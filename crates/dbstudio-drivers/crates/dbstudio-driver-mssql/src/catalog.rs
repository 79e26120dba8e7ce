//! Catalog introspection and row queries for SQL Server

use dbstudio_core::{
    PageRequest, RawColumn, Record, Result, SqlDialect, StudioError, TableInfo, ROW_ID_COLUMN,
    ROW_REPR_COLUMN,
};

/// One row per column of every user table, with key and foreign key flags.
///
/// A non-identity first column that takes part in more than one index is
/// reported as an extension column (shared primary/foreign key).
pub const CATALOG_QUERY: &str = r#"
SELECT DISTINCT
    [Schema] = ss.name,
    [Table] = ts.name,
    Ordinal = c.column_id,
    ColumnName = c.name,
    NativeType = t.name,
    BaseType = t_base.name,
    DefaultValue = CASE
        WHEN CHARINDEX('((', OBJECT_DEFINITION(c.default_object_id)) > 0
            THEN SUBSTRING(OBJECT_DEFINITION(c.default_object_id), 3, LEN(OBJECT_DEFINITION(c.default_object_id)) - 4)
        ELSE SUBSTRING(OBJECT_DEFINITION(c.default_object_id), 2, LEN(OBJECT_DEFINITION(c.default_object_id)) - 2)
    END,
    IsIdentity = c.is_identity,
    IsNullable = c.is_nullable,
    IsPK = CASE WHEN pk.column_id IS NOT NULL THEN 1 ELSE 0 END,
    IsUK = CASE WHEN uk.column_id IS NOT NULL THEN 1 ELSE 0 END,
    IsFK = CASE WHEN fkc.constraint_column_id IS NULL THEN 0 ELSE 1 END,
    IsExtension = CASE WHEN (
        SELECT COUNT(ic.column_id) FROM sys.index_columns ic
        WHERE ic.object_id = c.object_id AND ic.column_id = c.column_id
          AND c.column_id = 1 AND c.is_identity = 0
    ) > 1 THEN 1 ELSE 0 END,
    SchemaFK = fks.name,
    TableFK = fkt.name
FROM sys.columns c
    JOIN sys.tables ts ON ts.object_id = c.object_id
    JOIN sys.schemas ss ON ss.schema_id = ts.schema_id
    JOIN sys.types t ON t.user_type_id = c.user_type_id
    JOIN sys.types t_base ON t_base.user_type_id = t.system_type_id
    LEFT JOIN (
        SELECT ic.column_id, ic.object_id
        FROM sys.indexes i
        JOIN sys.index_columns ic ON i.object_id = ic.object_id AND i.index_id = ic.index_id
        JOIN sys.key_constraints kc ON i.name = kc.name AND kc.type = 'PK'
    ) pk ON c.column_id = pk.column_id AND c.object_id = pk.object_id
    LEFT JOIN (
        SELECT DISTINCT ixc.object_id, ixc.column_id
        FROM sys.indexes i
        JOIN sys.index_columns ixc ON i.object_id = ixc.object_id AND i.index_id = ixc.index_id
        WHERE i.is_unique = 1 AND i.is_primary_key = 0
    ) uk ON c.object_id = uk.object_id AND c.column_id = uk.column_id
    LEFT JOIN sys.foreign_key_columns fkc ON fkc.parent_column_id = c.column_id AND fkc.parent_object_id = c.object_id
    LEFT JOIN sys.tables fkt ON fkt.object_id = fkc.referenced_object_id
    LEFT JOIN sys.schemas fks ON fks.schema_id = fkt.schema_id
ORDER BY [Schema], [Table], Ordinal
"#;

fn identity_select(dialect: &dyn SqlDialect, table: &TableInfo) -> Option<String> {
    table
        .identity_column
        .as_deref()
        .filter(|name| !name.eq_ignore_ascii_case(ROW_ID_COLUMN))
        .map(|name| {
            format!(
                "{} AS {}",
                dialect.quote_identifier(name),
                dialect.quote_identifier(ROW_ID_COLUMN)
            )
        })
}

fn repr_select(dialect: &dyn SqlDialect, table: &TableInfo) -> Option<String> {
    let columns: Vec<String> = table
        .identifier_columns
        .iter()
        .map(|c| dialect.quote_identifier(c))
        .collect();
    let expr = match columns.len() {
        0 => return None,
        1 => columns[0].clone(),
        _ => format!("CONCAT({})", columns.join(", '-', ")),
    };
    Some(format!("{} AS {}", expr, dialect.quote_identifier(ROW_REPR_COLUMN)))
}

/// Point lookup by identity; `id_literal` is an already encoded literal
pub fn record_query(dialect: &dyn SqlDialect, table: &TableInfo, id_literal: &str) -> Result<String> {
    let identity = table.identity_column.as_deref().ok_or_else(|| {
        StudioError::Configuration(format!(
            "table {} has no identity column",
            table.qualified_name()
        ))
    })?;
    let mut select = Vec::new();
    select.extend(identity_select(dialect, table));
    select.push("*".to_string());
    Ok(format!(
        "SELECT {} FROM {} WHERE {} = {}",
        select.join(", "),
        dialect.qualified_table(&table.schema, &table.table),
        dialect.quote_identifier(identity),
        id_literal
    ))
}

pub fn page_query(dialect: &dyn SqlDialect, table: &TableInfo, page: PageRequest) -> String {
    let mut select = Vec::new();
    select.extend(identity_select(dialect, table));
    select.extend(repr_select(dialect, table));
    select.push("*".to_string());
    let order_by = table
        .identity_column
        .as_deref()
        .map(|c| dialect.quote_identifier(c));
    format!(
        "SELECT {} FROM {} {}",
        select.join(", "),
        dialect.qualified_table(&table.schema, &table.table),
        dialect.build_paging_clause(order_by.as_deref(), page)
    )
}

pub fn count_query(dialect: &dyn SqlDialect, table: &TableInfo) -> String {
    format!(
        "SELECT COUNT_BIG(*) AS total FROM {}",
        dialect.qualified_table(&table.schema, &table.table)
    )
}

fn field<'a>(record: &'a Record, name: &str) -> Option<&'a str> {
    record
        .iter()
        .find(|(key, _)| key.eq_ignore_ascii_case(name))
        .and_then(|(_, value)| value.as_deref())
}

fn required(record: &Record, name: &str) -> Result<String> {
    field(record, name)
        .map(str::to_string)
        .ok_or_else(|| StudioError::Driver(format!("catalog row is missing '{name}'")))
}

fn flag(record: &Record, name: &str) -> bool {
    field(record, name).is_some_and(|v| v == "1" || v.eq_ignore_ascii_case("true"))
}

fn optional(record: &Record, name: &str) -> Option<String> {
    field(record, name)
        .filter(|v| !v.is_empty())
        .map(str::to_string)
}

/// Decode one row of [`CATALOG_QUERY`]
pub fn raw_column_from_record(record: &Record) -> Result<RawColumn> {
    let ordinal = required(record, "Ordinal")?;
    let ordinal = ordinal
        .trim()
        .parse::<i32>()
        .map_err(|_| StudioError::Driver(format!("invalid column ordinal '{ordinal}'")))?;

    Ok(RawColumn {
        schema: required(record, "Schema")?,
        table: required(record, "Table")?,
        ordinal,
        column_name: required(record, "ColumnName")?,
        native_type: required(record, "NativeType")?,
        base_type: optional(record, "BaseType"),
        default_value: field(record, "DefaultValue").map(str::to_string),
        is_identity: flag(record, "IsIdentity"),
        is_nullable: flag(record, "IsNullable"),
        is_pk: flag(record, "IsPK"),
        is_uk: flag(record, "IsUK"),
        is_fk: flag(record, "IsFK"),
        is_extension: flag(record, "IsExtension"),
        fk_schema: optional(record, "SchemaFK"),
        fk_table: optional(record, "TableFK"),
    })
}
········
From the listing above, collect each line in which the string "SqlDialect" appears.

--- Answer to this problem ---
    PageRequest, RawColumn, Record, Result, SqlDialect, StudioError, TableInfo, ROW_ID_COLUMN,
fn identity_select(dialect: &dyn SqlDialect, table: &TableInfo) -> Option<String> {
fn repr_select(dialect: &dyn SqlDialect, table: &TableInfo) -> Option<String> {
pub fn record_query(dialect: &dyn SqlDialect, table: &TableInfo, id_literal: &str) -> Result<String> {
pub fn page_query(dialect: &dyn SqlDialect, table: &TableInfo, page: PageRequest) -> String {
pub fn count_query(dialect: &dyn SqlDialect, table: &TableInfo) -> String {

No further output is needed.